Records excerpted from a collection:
* * * * * * * * *

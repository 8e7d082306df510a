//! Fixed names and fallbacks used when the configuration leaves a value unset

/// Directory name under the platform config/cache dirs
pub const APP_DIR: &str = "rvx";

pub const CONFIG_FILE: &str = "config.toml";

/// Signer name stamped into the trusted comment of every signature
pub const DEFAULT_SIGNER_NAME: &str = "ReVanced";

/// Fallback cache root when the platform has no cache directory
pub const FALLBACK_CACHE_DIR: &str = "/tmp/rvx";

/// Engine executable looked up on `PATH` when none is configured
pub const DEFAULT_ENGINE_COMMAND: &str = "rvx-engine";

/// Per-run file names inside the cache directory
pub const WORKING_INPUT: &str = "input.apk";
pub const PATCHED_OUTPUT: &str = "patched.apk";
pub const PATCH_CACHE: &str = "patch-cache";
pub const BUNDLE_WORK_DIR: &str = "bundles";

* * * * * * * * *

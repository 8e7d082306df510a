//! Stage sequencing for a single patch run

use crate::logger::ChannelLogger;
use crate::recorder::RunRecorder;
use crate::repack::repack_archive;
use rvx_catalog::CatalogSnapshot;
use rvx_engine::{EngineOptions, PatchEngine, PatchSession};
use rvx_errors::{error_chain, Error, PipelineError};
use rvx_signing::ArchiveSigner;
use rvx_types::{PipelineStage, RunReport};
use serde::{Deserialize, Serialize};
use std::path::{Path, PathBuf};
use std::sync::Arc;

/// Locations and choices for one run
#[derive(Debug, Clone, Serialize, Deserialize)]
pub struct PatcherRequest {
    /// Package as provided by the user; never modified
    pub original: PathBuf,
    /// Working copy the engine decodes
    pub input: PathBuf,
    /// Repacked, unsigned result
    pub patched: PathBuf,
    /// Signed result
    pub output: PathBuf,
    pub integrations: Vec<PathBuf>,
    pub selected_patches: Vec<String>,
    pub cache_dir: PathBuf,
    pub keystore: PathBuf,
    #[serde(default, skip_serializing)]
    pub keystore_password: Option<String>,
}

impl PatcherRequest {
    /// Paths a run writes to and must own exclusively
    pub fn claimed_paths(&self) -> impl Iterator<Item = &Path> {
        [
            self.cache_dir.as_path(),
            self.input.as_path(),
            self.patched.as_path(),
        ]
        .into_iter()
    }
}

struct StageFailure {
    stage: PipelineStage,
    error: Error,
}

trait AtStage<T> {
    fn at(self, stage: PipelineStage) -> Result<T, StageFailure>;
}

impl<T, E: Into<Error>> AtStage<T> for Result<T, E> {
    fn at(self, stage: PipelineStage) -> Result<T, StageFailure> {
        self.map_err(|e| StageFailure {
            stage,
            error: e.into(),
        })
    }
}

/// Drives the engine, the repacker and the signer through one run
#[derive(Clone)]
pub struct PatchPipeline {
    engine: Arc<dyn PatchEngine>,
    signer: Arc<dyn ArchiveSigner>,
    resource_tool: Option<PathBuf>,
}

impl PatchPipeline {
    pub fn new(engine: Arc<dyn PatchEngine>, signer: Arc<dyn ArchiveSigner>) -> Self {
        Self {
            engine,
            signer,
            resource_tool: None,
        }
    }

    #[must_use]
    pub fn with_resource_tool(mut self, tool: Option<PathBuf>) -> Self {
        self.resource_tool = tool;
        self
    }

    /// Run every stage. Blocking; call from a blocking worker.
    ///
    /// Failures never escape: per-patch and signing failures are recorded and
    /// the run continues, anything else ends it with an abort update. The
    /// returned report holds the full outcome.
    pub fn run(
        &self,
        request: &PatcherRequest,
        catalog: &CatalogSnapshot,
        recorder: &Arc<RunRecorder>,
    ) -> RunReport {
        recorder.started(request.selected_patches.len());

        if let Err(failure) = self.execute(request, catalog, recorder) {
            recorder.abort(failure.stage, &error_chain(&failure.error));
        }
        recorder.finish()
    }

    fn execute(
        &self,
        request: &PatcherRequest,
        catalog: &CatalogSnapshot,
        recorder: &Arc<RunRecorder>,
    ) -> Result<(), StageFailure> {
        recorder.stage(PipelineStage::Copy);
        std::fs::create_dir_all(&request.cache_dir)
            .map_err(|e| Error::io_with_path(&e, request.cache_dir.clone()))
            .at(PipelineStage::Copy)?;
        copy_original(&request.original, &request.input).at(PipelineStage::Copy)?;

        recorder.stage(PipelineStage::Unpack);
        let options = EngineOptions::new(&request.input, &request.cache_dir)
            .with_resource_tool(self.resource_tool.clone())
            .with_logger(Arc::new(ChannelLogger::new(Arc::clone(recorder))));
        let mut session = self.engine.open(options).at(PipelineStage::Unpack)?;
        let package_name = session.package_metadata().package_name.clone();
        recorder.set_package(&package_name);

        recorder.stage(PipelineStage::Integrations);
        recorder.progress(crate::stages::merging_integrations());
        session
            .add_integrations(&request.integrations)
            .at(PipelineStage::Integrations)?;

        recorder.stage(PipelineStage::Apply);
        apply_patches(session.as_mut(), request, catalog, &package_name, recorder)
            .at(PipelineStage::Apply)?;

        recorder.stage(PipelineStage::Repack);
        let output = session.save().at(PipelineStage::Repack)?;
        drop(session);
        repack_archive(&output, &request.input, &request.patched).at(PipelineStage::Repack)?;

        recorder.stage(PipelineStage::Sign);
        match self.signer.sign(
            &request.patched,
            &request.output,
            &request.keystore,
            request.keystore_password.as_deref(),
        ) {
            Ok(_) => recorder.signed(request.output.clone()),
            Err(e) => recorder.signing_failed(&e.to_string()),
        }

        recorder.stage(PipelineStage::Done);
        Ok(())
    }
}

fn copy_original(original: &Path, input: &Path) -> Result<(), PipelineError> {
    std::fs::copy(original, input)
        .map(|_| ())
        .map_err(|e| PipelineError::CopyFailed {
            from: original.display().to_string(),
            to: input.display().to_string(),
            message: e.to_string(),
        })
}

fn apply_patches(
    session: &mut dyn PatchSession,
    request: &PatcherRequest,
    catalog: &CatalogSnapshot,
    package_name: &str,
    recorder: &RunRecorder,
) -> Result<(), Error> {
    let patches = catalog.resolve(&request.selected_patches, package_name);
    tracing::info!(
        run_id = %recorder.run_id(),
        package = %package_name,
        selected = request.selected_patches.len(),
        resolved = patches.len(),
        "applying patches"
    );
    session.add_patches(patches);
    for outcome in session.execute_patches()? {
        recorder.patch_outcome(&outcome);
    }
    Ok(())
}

* * * * * * * * *

Required work: Go through the records above and copy each line where "Unpack" is found.

Exercise result:
        recorder.stage(PipelineStage::Unpack);
        let mut session = self.engine.open(options).at(PipelineStage::Unpack)?;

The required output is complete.